--- Aim of the task ---
Could you please find each line in the records that contains the word "Clone" and copy it?

------ Records for this task

//! Conflict description and resolution strategies.

use crate::document::DocumentId;
use crate::error::ProtocolError;
use chrono::{DateTime, Utc};
use serde::{Deserialize, Serialize};
use std::collections::BTreeSet;
use std::fmt;
use std::str::FromStr;

/// A divergence between the local replica and the authoritative copy.
///
/// Only built when at least one field was changed on both sides, so
/// `conflicting_fields` is never empty.
#[derive(Debug, Clone, PartialEq, Serialize, Deserialize)]
pub struct ConflictInfo {
    /// Document the conflict belongs to.
    pub document_id: DocumentId,
    /// Version the local replica was based on.
    pub local_version: u64,
    /// Current authoritative version.
    pub server_version: u64,
    /// Timestamp of the local base version.
    pub local_updated_at: DateTime<Utc>,
    /// Timestamp of the authoritative version.
    pub server_updated_at: DateTime<Utc>,
    /// Fields changed on both sides, in name order.
    pub conflicting_fields: Vec<String>,
}

impl ConflictInfo {
    /// Creates a conflict description. Returns `None` if no field conflicts.
    pub fn new(
        document_id: DocumentId,
        local: (u64, DateTime<Utc>),
        server: (u64, DateTime<Utc>),
        fields: BTreeSet<String>,
    ) -> Option<Self> {
        if fields.is_empty() {
            return None;
        }
        Some(Self {
            document_id,
            local_version: local.0,
            server_version: server.0,
            local_updated_at: local.1,
            server_updated_at: server.1,
            conflicting_fields: fields.into_iter().collect(),
        })
    }

    /// Returns true if `field` is in conflict.
    pub fn is_conflicting(&self, field: &str) -> bool {
        self.conflicting_fields.iter().any(|f| f == field)
    }
}

/// How a surfaced conflict is resolved.
///
/// The set is closed: parsing any other name fails instead of falling back
/// to a default.
#[derive(Debug, Clone, Copy, PartialEq, Eq, Hash, Serialize, Deserialize)]
#[serde(rename_all = "kebab-case")]
pub enum ResolutionStrategy {
    /// Overwrite the server copy with the local working payload.
    KeepLocal,
    /// Discard local unsynced changes and adopt the server copy.
    KeepServer,
    /// Field-level union; local wins on conflicting fields.
    Merge,
    /// Leave the conflict in place.
    Cancel,
}

impl ResolutionStrategy {
    /// Every strategy, in declaration order.
    pub const ALL: [ResolutionStrategy; 4] = [
        ResolutionStrategy::KeepLocal,
        ResolutionStrategy::KeepServer,
        ResolutionStrategy::Merge,
        ResolutionStrategy::Cancel,
    ];

    /// Returns the canonical name.
    pub fn as_str(&self) -> &'static str {
        match self {
            ResolutionStrategy::KeepLocal => "keep-local",
            ResolutionStrategy::KeepServer => "keep-server",
            ResolutionStrategy::Merge => "merge",
            ResolutionStrategy::Cancel => "cancel",
        }
    }

    /// Returns true if resolving with this strategy writes to the server.
    pub fn pushes(&self) -> bool {
        matches!(self, ResolutionStrategy::KeepLocal | ResolutionStrategy::Merge)
    }
}

impl fmt::Display for ResolutionStrategy {
    fn fmt(&self, f: &mut fmt::Formatter<'_>) -> fmt::Result {
        f.write_str(self.as_str())
    }
}

impl FromStr for ResolutionStrategy {
    type Err = ProtocolError;

    fn from_str(s: &str) -> Result<Self, Self::Err> {
        Self::ALL
            .into_iter()
            .find(|strategy| strategy.as_str() == s)
            .ok_or_else(|| ProtocolError::UnknownStrategy(s.to_string()))
    }
}
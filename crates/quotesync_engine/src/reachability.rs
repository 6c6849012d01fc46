//! Online/offline tracking.

use std::time::Duration;
use tokio::time::Instant;

/// Connectivity as last reported by the host platform.
#[derive(Debug, Clone, Copy, PartialEq, Eq)]
pub enum Reachability {
    /// The network is available.
    Online,
    /// The network is unavailable.
    Offline,
}

/// A state change reported by [`ReachabilityMonitor::observe`].
#[derive(Debug, Clone, Copy, PartialEq, Eq)]
pub enum ReachabilityTransition {
    /// online -> offline.
    WentOffline,
    /// offline -> online.
    ///
    /// `reconnected` is false when the previous reconnect happened within
    /// the cooldown window; the coordinator then resumes without starting
    /// another catch-up.
    CameOnline {
        /// Whether this transition counts as a `reconnected` event.
        reconnected: bool,
    },
}

/// Tracks `online <-> offline` transitions with reconnect debouncing.
#[derive(Debug, Clone)]
pub struct ReachabilityMonitor {
    state: Reachability,
    cooldown: Duration,
    last_reconnect: Option<Instant>,
}

impl ReachabilityMonitor {
    /// Creates a monitor that starts online.
    pub fn new(cooldown: Duration) -> Self {
        Self {
            state: Reachability::Online,
            cooldown,
            last_reconnect: None,
        }
    }

    /// Returns the current state.
    pub fn state(&self) -> Reachability {
        self.state
    }

    /// Returns true if currently online.
    pub fn is_online(&self) -> bool {
        self.state == Reachability::Online
    }

    /// Feeds a connectivity signal. Returns the transition, if any.
    pub fn observe(&mut self, online: bool, now: Instant) -> Option<ReachabilityTransition> {
        match (self.state, online) {
            (Reachability::Online, true) | (Reachability::Offline, false) => None,
            (Reachability::Online, false) => {
                self.state = Reachability::Offline;
                Some(ReachabilityTransition::WentOffline)
            }
            (Reachability::Offline, true) => {
                self.state = Reachability::Online;
                let reconnected = self
                    .last_reconnect
                    .map_or(true, |at| now.duration_since(at) >= self.cooldown);
                if reconnected {
                    self.last_reconnect = Some(now);
                }
                Some(ReachabilityTransition::CameOnline { reconnected })
            }
        }
    }
}

#[cfg(test)]
mod tests {
    use super::*;

    #[test]
    fn starts_online_and_ignores_repeats() {
        let mut monitor = ReachabilityMonitor::new(Duration::from_secs(2));
        let now = Instant::now();
        assert!(monitor.is_online());
        assert_eq!(monitor.observe(true, now), None);

        assert_eq!(monitor.observe(false, now), Some(ReachabilityTransition::WentOffline));
        assert_eq!(monitor.observe(false, now), None);
        assert_eq!(monitor.state(), Reachability::Offline);
    }

    #[test]
    fn reconnect_fires_once_per_transition() {
        let mut monitor = ReachabilityMonitor::new(Duration::from_secs(2));
        let start = Instant::now();

        monitor.observe(false, start);
        assert_eq!(
            monitor.observe(true, start),
            Some(ReachabilityTransition::CameOnline { reconnected: true })
        );
        assert_eq!(monitor.observe(true, start), None);
    }

    #[test]
    fn flapping_within_cooldown_is_quiet() {
        let mut monitor = ReachabilityMonitor::new(Duration::from_secs(2));
        let start = Instant::now();

        monitor.observe(false, start);
        monitor.observe(true, start);

        let flap = start + Duration::from_millis(500);
        monitor.observe(false, flap);
        assert_eq!(
            monitor.observe(true, flap),
            Some(ReachabilityTransition::CameOnline { reconnected: false })
        );

        let later = start + Duration::from_secs(3);
        monitor.observe(false, later);
        assert_eq!(
            monitor.observe(true, later),
            Some(ReachabilityTransition::CameOnline { reconnected: true })
        );
    }
}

------------

--- Response box ---
#[derive(Debug, Clone, PartialEq, Serialize, Deserialize)]
#[derive(Debug, Clone, Copy, PartialEq, Eq, Hash, Serialize, Deserialize)]
#[derive(Debug, Clone, Copy, PartialEq, Eq)]
#[derive(Debug, Clone, Copy, PartialEq, Eq)]
#[derive(Debug, Clone)]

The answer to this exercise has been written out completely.